Auf den leisen hilflosen Schrei des Professors eilte Xenia Nikitischna herbei und beruhigte ihn auf der Stelle. Natürlich. Irgendein Patient. Hat ihm das Kätzchen untergejubelt. Kommt häufig vor bei den Herren Professoren.
– Da hat einer zu wenig Geld –, erklärte Xenia Nikitischna, – bei uns dagegen …
Sie dachten nach, wer es gewesen sein könnte. Der Verdacht fiel auf die Alte mit dem Magengeschwür.
– Na klar war sie es! Die denkt sich gewiss: Bin eh bald tot, schade um das Kätzchen.
– Ja, Moment mal! –, rief Kusmin. – Und die Milch?! Hat sie auch mitgebracht? So ein Tellerchen, wie?
– Die hat sie im Fläschchen mitgebracht und hier in das Tellerchen geschüttet –, erklärte Xenia Nikitischna.
– Wie dem auch sei, das kommt alles weg: Das Kätzchen undauch das Tellerchen –, sagte Kusmin und begleitete Xenia Nikitischna persönlich bis vor die Tür. Er ging zurück. Alles hat sich verändert.
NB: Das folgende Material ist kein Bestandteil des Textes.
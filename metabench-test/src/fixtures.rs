//! Synthetic measurements with known statistics.

use std::time::Duration;

use metabench_types::{BenchmarkResult, Measurement, Scenario};

/// Shorthand for a duration in whole milliseconds.
pub fn ms(millis: u64) -> Duration {
    Duration::from_millis(millis)
}

/// Builds a measurement from `(name, samples in milliseconds)` pairs.
pub fn measurement(parts: u32, segments: u32, results: &[(&str, &[u64])]) -> Measurement {
    let mut measurement = Measurement::new(Scenario::new(parts, segments));
    for (name, samples) in results {
        for &sample in *samples {
            measurement.record(name, ms(sample));
        }
    }
    measurement
}

/// A run that recorded `10ms, 20ms, 30ms` as `"Op"` for scenario `(1, 0)`.
pub fn single_op_run() -> BenchmarkResult {
    BenchmarkResult::new("Benchmark", vec![measurement(1, 0, &[("Op", &[10, 20, 30])])])
}

/// A run covering a `parts × segments` grid plus one scenario-less iterate measurement.
///
/// Every grid cell records `"Begin Object"` and `"Commit Object"`, with samples that grow with
/// the cell's parts and segments scaled by `factor`.
pub fn grid_run(name: &str, parts: &[u32], segments: &[u32], factor: u64) -> BenchmarkResult {
    let mut measurements = Vec::new();

    for &p in parts {
        for &s in segments {
            let base = factor * (1 + u64::from(p) + u64::from(s));
            let begin: Vec<u64> = (1..=20).map(|i| base + i).collect();
            let commit: Vec<u64> = (1..=20).map(|i| 2 * base + i).collect();
            measurements.push(measurement(
                p,
                s,
                &[("Begin Object", begin.as_slice()), ("Commit Object", commit.as_slice())],
            ));
        }
    }

    measurements.push(measurement(0, 0, &[("Iterate Objects", &[5, 6, 7])]));

    BenchmarkResult::new(name, measurements)
}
Als er seinen Kittel an den Nagel hängte, hörte er im Hof lautes Gelächter. Er schaute hinaus und staunte Klötze. Über den Hof lief zum gegenüberliegenden Flügel eine Dame im bloßen Hemd. Und nicht irgendwer, sondern Maria Alexandrowna. So hieß sie doch … Und gelacht hat ein Junge.
– Was ist los? –, sagte Kusmin pikiert.
Durch die Wand, aus dem Zimmer von Professors Tochter, dröhnte auf einmal ein Grammophon mit dem Foxtrott »Halleluja«. Da piepste es auch schon hinter seinem Rücken. Er drehte sich um. Auf der Tischplatte hüpfte ein fetter Spatz.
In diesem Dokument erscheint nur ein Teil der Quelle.